> [The task]: Would you work out how many of the lines below hold "LoggerMetrics" and reply with nothing but the number?

__________

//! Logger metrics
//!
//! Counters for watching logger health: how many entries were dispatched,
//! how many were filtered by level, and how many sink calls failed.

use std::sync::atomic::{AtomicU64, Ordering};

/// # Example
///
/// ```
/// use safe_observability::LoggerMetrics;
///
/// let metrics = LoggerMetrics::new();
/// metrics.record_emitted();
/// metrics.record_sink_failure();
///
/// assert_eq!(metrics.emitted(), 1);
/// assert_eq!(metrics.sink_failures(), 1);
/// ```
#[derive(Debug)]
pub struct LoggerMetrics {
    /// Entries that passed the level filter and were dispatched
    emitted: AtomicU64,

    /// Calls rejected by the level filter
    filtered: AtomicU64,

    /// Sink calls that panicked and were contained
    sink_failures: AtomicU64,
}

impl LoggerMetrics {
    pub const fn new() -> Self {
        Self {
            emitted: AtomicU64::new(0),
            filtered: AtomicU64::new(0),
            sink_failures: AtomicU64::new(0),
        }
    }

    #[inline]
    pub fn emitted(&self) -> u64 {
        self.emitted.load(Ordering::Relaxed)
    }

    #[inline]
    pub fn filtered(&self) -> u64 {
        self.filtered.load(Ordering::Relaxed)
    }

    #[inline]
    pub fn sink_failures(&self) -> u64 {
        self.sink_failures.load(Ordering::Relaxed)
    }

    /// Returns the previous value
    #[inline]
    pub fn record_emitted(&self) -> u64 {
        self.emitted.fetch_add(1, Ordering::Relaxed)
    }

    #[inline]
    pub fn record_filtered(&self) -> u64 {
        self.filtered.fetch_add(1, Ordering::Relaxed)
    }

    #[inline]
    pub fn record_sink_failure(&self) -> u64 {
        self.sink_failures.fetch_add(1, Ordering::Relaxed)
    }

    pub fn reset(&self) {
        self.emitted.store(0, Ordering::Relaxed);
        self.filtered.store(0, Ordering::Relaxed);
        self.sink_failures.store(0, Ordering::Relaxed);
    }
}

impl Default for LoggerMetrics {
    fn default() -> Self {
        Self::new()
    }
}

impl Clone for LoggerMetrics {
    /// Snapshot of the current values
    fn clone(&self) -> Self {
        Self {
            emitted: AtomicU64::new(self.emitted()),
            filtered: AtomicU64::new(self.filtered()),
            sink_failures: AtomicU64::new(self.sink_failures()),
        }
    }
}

__________

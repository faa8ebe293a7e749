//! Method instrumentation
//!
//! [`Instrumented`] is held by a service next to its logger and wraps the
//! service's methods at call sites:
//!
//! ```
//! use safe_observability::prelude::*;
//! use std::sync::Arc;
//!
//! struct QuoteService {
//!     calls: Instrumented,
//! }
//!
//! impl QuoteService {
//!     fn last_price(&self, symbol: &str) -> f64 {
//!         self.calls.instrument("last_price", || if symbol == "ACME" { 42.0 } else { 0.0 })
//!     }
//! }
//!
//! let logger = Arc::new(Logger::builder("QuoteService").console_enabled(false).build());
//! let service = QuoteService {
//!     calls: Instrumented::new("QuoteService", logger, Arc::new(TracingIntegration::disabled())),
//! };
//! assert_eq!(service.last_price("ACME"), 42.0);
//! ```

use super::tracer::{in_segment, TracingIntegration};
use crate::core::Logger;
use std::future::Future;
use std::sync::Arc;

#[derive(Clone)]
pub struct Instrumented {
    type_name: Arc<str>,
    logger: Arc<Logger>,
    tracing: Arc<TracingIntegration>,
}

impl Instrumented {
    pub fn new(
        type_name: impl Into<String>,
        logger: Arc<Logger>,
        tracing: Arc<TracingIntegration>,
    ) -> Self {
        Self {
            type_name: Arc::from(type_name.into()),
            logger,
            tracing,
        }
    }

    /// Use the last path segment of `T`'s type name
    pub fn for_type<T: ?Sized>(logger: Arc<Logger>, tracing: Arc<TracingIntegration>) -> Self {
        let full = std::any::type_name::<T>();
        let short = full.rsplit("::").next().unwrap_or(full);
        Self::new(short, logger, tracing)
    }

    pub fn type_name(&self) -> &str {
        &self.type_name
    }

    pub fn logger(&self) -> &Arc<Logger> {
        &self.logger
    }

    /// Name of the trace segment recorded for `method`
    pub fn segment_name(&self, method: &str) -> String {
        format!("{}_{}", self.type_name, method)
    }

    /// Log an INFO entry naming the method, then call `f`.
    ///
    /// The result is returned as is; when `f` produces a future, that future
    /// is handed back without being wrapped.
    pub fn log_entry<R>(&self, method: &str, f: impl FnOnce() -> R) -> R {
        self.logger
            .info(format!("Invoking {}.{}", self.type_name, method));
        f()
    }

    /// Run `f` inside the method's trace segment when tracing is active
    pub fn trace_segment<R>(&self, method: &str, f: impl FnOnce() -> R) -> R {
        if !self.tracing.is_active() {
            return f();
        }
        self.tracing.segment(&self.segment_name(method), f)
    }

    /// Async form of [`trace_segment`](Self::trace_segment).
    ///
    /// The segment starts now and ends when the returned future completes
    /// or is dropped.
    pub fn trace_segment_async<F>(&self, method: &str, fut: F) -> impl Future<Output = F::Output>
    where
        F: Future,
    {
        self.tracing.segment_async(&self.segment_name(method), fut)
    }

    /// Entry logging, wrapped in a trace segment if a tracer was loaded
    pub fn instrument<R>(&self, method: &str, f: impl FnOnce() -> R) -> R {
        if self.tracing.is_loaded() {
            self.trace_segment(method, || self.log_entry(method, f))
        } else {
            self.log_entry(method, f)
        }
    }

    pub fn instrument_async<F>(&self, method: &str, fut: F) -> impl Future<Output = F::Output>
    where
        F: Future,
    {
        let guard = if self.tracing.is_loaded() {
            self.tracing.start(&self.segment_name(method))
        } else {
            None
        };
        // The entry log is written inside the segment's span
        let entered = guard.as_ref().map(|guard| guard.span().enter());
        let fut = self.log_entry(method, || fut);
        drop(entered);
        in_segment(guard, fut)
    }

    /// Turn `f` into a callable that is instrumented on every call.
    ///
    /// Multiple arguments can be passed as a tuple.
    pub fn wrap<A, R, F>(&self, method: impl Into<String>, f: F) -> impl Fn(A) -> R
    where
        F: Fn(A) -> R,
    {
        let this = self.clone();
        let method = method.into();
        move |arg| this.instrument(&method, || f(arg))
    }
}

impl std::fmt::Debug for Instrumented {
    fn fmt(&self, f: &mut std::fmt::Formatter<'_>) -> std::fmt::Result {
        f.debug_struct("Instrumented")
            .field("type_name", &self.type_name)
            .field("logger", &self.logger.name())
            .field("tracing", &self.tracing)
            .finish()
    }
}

__________

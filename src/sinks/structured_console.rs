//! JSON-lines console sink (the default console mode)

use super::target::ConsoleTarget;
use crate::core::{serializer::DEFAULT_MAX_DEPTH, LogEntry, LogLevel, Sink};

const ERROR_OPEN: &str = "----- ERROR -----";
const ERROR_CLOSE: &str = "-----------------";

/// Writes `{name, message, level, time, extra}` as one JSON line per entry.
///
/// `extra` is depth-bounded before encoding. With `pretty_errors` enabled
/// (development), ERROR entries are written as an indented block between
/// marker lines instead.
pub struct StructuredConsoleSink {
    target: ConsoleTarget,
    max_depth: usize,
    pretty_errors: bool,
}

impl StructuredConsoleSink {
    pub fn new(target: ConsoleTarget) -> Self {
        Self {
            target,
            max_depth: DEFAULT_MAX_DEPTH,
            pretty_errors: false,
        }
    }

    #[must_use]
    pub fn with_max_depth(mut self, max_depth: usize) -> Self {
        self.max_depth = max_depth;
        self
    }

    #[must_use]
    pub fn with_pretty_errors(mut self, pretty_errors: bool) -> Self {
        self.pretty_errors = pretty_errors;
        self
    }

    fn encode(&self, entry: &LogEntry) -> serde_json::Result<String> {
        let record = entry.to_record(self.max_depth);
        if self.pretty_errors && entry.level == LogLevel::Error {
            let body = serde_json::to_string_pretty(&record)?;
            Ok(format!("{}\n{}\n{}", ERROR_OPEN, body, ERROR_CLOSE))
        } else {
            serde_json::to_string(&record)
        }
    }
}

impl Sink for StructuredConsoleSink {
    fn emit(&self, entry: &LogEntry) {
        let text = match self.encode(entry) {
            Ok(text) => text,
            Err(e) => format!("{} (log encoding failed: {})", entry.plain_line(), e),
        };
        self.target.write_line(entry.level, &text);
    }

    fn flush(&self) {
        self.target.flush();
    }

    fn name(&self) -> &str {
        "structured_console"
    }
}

__________

> [Written solution]: 6